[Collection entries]
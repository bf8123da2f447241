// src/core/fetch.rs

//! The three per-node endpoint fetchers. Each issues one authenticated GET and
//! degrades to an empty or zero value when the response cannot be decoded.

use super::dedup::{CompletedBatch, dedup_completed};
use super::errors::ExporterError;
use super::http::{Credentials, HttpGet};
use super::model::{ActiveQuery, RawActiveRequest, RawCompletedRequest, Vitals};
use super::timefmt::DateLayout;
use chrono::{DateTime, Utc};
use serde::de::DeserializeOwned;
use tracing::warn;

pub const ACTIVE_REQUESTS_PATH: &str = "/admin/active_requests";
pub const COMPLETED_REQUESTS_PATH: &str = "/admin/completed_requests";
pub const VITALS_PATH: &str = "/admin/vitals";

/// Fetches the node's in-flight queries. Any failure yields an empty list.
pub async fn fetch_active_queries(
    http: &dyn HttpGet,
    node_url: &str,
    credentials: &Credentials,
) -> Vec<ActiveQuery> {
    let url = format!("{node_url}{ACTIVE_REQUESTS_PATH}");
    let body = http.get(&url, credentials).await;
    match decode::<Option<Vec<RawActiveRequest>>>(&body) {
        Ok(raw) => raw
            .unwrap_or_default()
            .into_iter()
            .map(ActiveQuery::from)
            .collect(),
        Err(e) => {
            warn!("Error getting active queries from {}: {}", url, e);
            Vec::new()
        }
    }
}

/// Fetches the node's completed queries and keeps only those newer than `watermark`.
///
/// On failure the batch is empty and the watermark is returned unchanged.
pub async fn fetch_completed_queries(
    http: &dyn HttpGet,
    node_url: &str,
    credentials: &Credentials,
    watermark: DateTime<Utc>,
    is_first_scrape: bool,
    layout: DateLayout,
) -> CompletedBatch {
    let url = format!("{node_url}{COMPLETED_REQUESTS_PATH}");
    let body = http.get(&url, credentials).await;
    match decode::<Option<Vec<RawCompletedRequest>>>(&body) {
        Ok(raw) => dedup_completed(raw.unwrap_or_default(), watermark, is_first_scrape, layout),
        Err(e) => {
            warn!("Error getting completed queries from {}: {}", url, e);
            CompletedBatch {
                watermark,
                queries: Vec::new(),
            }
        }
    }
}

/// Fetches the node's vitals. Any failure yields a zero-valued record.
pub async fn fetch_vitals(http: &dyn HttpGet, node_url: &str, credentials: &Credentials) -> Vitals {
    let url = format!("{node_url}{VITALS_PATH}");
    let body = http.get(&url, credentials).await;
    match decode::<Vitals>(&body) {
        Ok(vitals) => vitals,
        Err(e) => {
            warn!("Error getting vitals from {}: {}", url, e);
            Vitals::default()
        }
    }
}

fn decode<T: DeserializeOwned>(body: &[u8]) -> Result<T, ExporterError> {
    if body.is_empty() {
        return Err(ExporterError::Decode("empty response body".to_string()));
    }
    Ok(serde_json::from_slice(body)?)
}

* * *

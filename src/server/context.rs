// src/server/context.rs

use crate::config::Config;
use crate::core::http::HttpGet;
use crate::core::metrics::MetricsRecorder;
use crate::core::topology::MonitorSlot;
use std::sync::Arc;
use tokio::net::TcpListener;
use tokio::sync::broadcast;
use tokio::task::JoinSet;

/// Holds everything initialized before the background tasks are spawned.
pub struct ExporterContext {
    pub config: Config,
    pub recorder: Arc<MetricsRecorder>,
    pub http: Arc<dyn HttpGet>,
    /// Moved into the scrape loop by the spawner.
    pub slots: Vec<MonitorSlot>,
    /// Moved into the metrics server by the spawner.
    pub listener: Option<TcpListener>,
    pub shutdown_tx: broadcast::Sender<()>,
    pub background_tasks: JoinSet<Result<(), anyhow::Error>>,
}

* **Work order**: Search the entries for "MetricsRecorder" and copy out each line that has it.

* **Task output**:
use crate::core::metrics::MetricsRecorder;
    pub recorder: Arc<MetricsRecorder>,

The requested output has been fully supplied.